Tiempo de silencio para escuchar la Palabra, tiempo de conversión para
gustar de la compañía del Señor.
Mientras
experimentamos todo esto durante la Cuaresma, pidamos a María, Maestra de
oración y Estrella de la mañana, que custodie nuestros pasos en la fe.
Papa Francisco. Ángelus. 12 de
marzo de 2023.
Queridos hermanos y hermanas, buenos días, ¡feliz domingo!
Este domingo el Evangelio nos presenta uno de los encuentros más hermosos y
fascinantes de Jesús, el encuentro con la samaritana (cf. Jn 4,5-42).

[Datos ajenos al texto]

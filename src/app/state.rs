// StaffSift - app/state.rs
//
// Application state: the loaded dataset, one criteria struct per
// screen, and the matching visible-index vectors. The core owns no
// state; this is the single owner of criteria transitions.
//
// Contract: mutate a filter (directly or via its toggle_* methods),
// then call the matching refresh_*(). Refresh re-filters the full
// collection synchronously; there is no caching or incremental state.

use crate::app::loader::{Dataset, LoadReport};
use crate::core::filter::{
    filter_attendance, filter_candidates, filter_employees, filter_leaves, AttendanceFilter,
    CandidateFilter, EmployeeFilter, LeaveFilter,
};

/// Central state for one loaded dataset.
#[derive(Debug, Default)]
pub struct AppState {
    /// The loaded collections and their lookup indexes. Read-only.
    pub dataset: Dataset,

    /// Current criteria, one per screen.
    pub attendance_filter: AttendanceFilter,
    pub leave_filter: LeaveFilter,
    pub candidate_filter: CandidateFilter,
    pub employee_filter: EmployeeFilter,

    /// Indices of records matching the current criteria (into the
    /// corresponding `dataset` collection, in collection order).
    pub visible_attendance: Vec<usize>,
    pub visible_leaves: Vec<usize>,
    pub visible_candidates: Vec<usize>,
    pub visible_employees: Vec<usize>,

    /// Non-fatal warnings accumulated while loading the dataset.
    pub warnings: Vec<String>,
}

impl AppState {
    /// Build state over a loaded dataset, with every record visible.
    pub fn new(dataset: Dataset) -> Self {
        let mut state = Self {
            dataset,
            ..Default::default()
        };
        state.refresh_all();
        state
    }

    /// Build state and derive user-facing warnings from load reports.
    pub fn with_reports(dataset: Dataset, reports: &[LoadReport]) -> Self {
        let mut state = Self::new(dataset);
        for report in reports {
            if report.missing {
                state.warnings.push(format!(
                    "{} snapshot missing; collection is empty",
                    report.collection
                ));
            } else if report.skipped > 0 {
                state.warnings.push(format!(
                    "{}: skipped {} malformed record(s), loaded {}",
                    report.collection, report.skipped, report.loaded
                ));
            }
        }
        state
    }

    /// Recompute the attendance view from the current criteria.
    pub fn refresh_attendance(&mut self) {
        self.visible_attendance = filter_attendance(
            &self.dataset.attendance,
            &self.attendance_filter,
            &self.dataset.lookups(),
        );
    }

    /// Recompute the leave view from the current criteria.
    pub fn refresh_leaves(&mut self) {
        self.visible_leaves = filter_leaves(
            &self.dataset.leaves,
            &self.leave_filter,
            &self.dataset.lookups(),
        );
    }

    /// Recompute the candidate view from the current criteria.
    pub fn refresh_candidates(&mut self) {
        self.visible_candidates = filter_candidates(
            &self.dataset.candidates,
            &self.candidate_filter,
            &self.dataset.lookups(),
        );
    }

    /// Recompute the roster view from the current criteria.
    pub fn refresh_employees(&mut self) {
        self.visible_employees = filter_employees(
            &self.dataset.employees,
            &self.employee_filter,
            &self.dataset.lookups(),
        );
    }

    /// Recompute every view.
    pub fn refresh_all(&mut self) {
        self.refresh_attendance();
        self.refresh_leaves();
        self.refresh_candidates();
        self.refresh_employees();
    }

    /// Reset the attendance criteria and view.
    pub fn clear_attendance_filter(&mut self) {
        self.attendance_filter = AttendanceFilter::default();
        self.refresh_attendance();
    }

    /// Reset the leave criteria and view.
    pub fn clear_leave_filter(&mut self) {
        self.leave_filter = LeaveFilter::default();
        self.refresh_leaves();
    }

    /// Reset the candidate criteria and view.
    pub fn clear_candidate_filter(&mut self) {
        self.candidate_filter = CandidateFilter::default();
        self.refresh_candidates();
    }

    /// Reset the roster criteria and view.
    pub fn clear_employee_filter(&mut self) {
        self.employee_filter = EmployeeFilter::default();
        self.refresh_employees();
    }
}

Jesús y los discípulos hacen una parada junto a un pozo en Samaria. Llega una
mujer y Jesús le dice: «Dame de beber» (v. 7). Quisiera detenerme precisamente
en esta expresión: Dame de beber.
La escena nos muestra a Jesús sediento y cansado, que se encuentra en el
pozo de la samaritana en la hora más calurosa a mediodía, y como un mendigo
pide algo fresco. Es una imagen del abajamiento de Dios: Dios se abaja en
Jesucristo por la redención, viene a nosotros. En Jesús, Dios se hizo uno de
nosotros, se abajó; sediento como nosotros, sufre nuestra misma canícula.
Contemplando esta escena, cada uno de nosotros puede decir: el Señor, el
Maestro, «me pide de beber. Tiene, por lo tanto, sed como yo. Tiene mi sed.
¡Estás cerca de mí realmente, Señor! Estas vinculado a mi pobreza —¡no me lo
puedo creer!— me has tomado desde abajo, desde lo más bajo de mí mismo, donde
nadie puede alcanzarme» (P. Mazzolari, La Samaritana, Bolonia 2022,
55-56). Y tú viniste a mí, desde abajo, y me tomaste desde allí, porque
tenías, y tienes, sed de mí. La sed de Jesús, de hecho, no es solo física, expresa
las sequedades más profundas de nuestra vida: es sobre todo la sed
de nuestro amor. Es más que un mendigo, está sediento de
nuestro amor. Y emergerá en el momento culminante de la pasión, en la cruz;
allí, antes de morir, Jesús dirá: «Tengo sed» (Jn 19,28). Esa sed
de amor que lo llevó a descender, a abajarse, a ser uno de nosotros.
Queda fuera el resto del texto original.